UGH

Okay. I was going to start this blog awhile ago but I got caught up. Which is dumb because I made the blog in an attempt not to be caught up.

So I’m trying again. This time I’ll be more candid.

I struggle with OCD and generalized anxiety. I was in an emotionally abusive relationship a couple years back that makes me pretty raw in some situations.

I really really want to be more public about where I’m at and that’s why I wanted to have a blog to begin with. My therapist says that I should use my writing skills to help others and share my story so I’m going to try…again.

My anxiety stops me from doing a lot of things and my OCD tells me I can’t do them unless they’re perfect. I’m extremely worried about what people might think and how being candid might, in turn, make me a “bad person.”

So I’ll start by sharing this- my biggest fear is food poisoning and getting sick. I have contamination OCD. I often text my mom pictures of my food. I am 23 and I’m scared of food and it sucks.

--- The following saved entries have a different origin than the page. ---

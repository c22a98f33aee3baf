//! Polling until a remote resource is stable
//!
//! A [`WaitPlan`] names what is awaited and how often to poll. Waits end on
//! the first of: a non-transient state, the plan timeout, or cancellation
//! of the operation context.

use std::fmt;
use std::future::Future;
use std::time::{Duration, Instant};

use meridian_core::provider::OperationContext;

use crate::config::RetrySettings;
use crate::errors::{ScalewayError, ScalewayResult};

/// API domain, carrying default timeouts and polling intervals
#[derive(Debug, Clone, Copy, PartialEq, Eq, Hash)]
pub enum Domain {
    Instance,
    Volume,
    Snapshot,
    Vpc,
    Gateway,
    Lb,
    Baremetal,
}

impl Domain {
    /// Default timeout of every operation in this domain
    pub fn timeout(self) -> Duration {
        match self {
            Domain::Gateway | Domain::Volume => Duration::from_secs(10 * 60),
            Domain::Snapshot => Duration::from_secs(60 * 60),
            _ => Duration::from_secs(5 * 60),
        }
    }

    /// Default polling interval
    pub fn retry_interval(self) -> Duration {
        match self {
            Domain::Baremetal => Duration::from_secs(15),
            Domain::Vpc => Duration::from_secs(1),
            _ => Duration::from_secs(5),
        }
    }
}

/// A remote object with a lifecycle status
pub trait Waitable {
    fn status(&self) -> &str;

    /// Progress is expected without user action
    fn is_transient(&self) -> bool;

    /// Terminal failure, waiting further is pointless
    fn is_failed(&self) -> bool {
        self.status() == "error"
    }
}

/// What to wait for and how
#[derive(Debug, Clone, PartialEq, Eq)]
pub struct WaitPlan {
    pub kind: &'static str,
    pub scope: String,
    pub id: String,
    pub interval: Duration,
    pub timeout: Duration,
}

impl WaitPlan {
    /// Plan polling at the domain default unless `settings` overrides it
    pub fn new(
        kind: &'static str,
        scope: impl fmt::Display,
        id: impl Into<String>,
        domain: Domain,
        settings: &RetrySettings,
        timeout: Duration,
    ) -> Self {
        Self {
            kind,
            scope: scope.to_string(),
            id: id.into(),
            interval: settings
                .wait_interval_override
                .unwrap_or_else(|| domain.retry_interval()),
            timeout,
        }
    }

    fn subject(&self) -> String {
        format!("{}/{}", self.scope, self.id)
    }

    fn timeout_error(&self, started: Instant) -> ScalewayError {
        ScalewayError::Timeout {
            kind: self.kind.to_string(),
            id: self.subject(),
            elapsed: started.elapsed(),
        }
    }
}

async fn pause(interval: Duration) {
    if interval.is_zero() {
        tokio::task::yield_now().await;
    } else {
        tokio::time::sleep(interval).await;
    }
}

/// Run `poll` under the plan timeout and the context's cancellation
async fn bounded<T>(
    ctx: &OperationContext,
    plan: &WaitPlan,
    poll: impl Future<Output = ScalewayResult<T>>,
) -> ScalewayResult<T> {
    let started = Instant::now();
    tokio::select! {
        result = tokio::time::timeout(plan.timeout, poll) => match result {
            Ok(outcome) => outcome,
            Err(_) => Err(plan.timeout_error(started)),
        },
        _ = ctx.cancelled() => Err(ScalewayError::Cancelled(format!("waiting for {} {}", plan.kind, plan.subject()))),
    }
}

/// Poll `fetch` until the object is in a non-transient state
pub async fn wait_for<T, F, Fut>(ctx: &OperationContext, plan: &WaitPlan, mut fetch: F) -> ScalewayResult<T>
where
    T: Waitable,
    F: FnMut() -> Fut,
    Fut: Future<Output = ScalewayResult<T>>,
{
    let poll = async {
        loop {
            let current = fetch().await?;
            if current.is_failed() {
                return Err(ScalewayError::UnexpectedState {
                    kind: plan.kind.to_string(),
                    id: plan.subject(),
                    state: current.status().to_string(),
                });
            }
            if !current.is_transient() {
                return Ok(current);
            }
            log::debug!(
                "{} {} is {}, polling again in {:?}",
                plan.kind,
                plan.subject(),
                current.status(),
                plan.interval
            );
            pause(plan.interval).await;
        }
    };
    bounded(ctx, plan, poll).await
}

/// Like [`wait_for`], tolerating an object that no longer exists (`None`)
pub async fn wait_for_optional<T, F, Fut>(
    ctx: &OperationContext,
    plan: &WaitPlan,
    fetch: F,
) -> ScalewayResult<Option<T>>
where
    T: Waitable,
    F: FnMut() -> Fut,
    Fut: Future<Output = ScalewayResult<T>>,
{
    match wait_for(ctx, plan, fetch).await {
        Ok(current) => Ok(Some(current)),
        Err(e) if e.is_not_found() => Ok(None),
        Err(e) => Err(e),
    }
}

/// Poll `fetch` until the object is gone; a not-found error is success
pub async fn wait_for_absence<T, F, Fut>(ctx: &OperationContext, plan: &WaitPlan, mut fetch: F) -> ScalewayResult<()>
where
    T: Waitable,
    F: FnMut() -> Fut,
    Fut: Future<Output = ScalewayResult<T>>,
{
    let poll = async {
        loop {
            match fetch().await {
                Err(e) if e.is_not_found() => return Ok(()),
                Err(e) => return Err(e),
                Ok(current) => {
                    log::debug!(
                        "{} {} still present ({}), polling again in {:?}",
                        plan.kind,
                        plan.subject(),
                        current.status(),
                        plan.interval
                    );
                }
            }
            pause(plan.interval).await;
        }
    };
    bounded(ctx, plan, poll).await
}

/// Run `action`; on a transient-state error, run `waiter` and try once more.
/// Any other outcome is returned as-is.
pub async fn retry_on_transient_state_error<T, A, AFut, W, WFut>(mut action: A, waiter: W) -> ScalewayResult<T>
where
    A: FnMut() -> AFut,
    AFut: Future<Output = ScalewayResult<T>>,
    W: FnOnce() -> WFut,
    WFut: Future<Output = ScalewayResult<()>>,
{
    match action().await {
        Err(e) if e.is_transient_state() => {
            log::debug!("transient state, waiting before retrying: {}", e);
            waiter().await?;
            action().await
        }
        other => other,
    }
}
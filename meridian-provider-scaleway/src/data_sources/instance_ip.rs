//! scaleway_instance_ip data source - Look up a flexible IP by address or ID

use std::sync::Arc;

use async_trait::async_trait;
use meridian_core::diagnostics::Diagnostics;
use meridian_core::provider::{DataSourceContract, OperationContext, ProviderResult};
use meridian_core::resource::ResourceData;
use meridian_core::schema::ResourceSchema;

use crate::api::InstanceApi;
use crate::api::instance::ListFilter;
use crate::data_sources::{lookup_schema, missing_lookup};
use crate::datasource::{ensure_found, find_exact, zoned_lookup_id};
use crate::errors::ScalewayResult;
use crate::locality::new_zoned_id;
use crate::provider::Meta;
use crate::resources::instance_ip::{self, InstanceIpResource};
use crate::resources::surface;
use crate::scope::extract_zone;

pub struct InstanceIpDataSource {
    api: Arc<dyn InstanceApi>,
    resource: InstanceIpResource,
    meta: Arc<Meta>,
}

impl InstanceIpDataSource {
    pub fn new(api: Arc<dyn InstanceApi>, meta: Arc<Meta>) -> Self {
        Self {
            resource: InstanceIpResource::new(api.clone(), meta.clone()),
            api,
            meta,
        }
    }

    async fn lookup(&self, ctx: &OperationContext, d: &mut ResourceData) -> ScalewayResult<Diagnostics> {
        let defaults = &self.meta.defaults;
        let id = match d.get_string("ip_id") {
            Some(raw) => zoned_lookup_id(d, defaults, raw)?.1,
            None => {
                let address = d
                    .get_string("address")
                    .ok_or_else(|| missing_lookup("address", "ip_id"))?;
                let zone = extract_zone(d, defaults)?.scope;
                // The API cannot filter on the address itself
                let filter = ListFilter {
                    name: None,
                    project: d.get_string("project_id").map(str::to_string),
                };
                let ips = self.api.list_ips(&zone, &filter).await?;
                let ip = find_exact(ips, |ip| ip.address == address, "IP", address)?;
                new_zoned_id(&zone, &ip.id)
            }
        };

        d.set_id(id.clone());
        d.set("ip_id", id.clone());
        let diags = self.resource.read_ip(ctx, d).await?;
        ensure_found(d, "IP", &id)?;
        Ok(diags)
    }
}

#[async_trait]
impl DataSourceContract for InstanceIpDataSource {
    fn type_name(&self) -> &'static str {
        instance_ip::TYPE_NAME
    }

    fn schema(&self) -> ResourceSchema {
        lookup_schema(&instance_ip::schema(), "address", "ip_id")
    }

    async fn read(&self, ctx: &OperationContext, d: &mut ResourceData) -> ProviderResult<Diagnostics> {
        let result = self.lookup(ctx, d).await;
        surface(d, result)
    }
}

Here’s a picture I sent to my mom the other night of a cucumber that got a tad soggy. I ended up throwing the whole thing away because I was too scared and the internet says you can get food poisoning from cucumbers.

So that’s where I’m starting today- if I’m scared a cucumber will make me ill, I’m scared a blog will make me less of a “good person.” But I’m going to try and I want to try so here it is.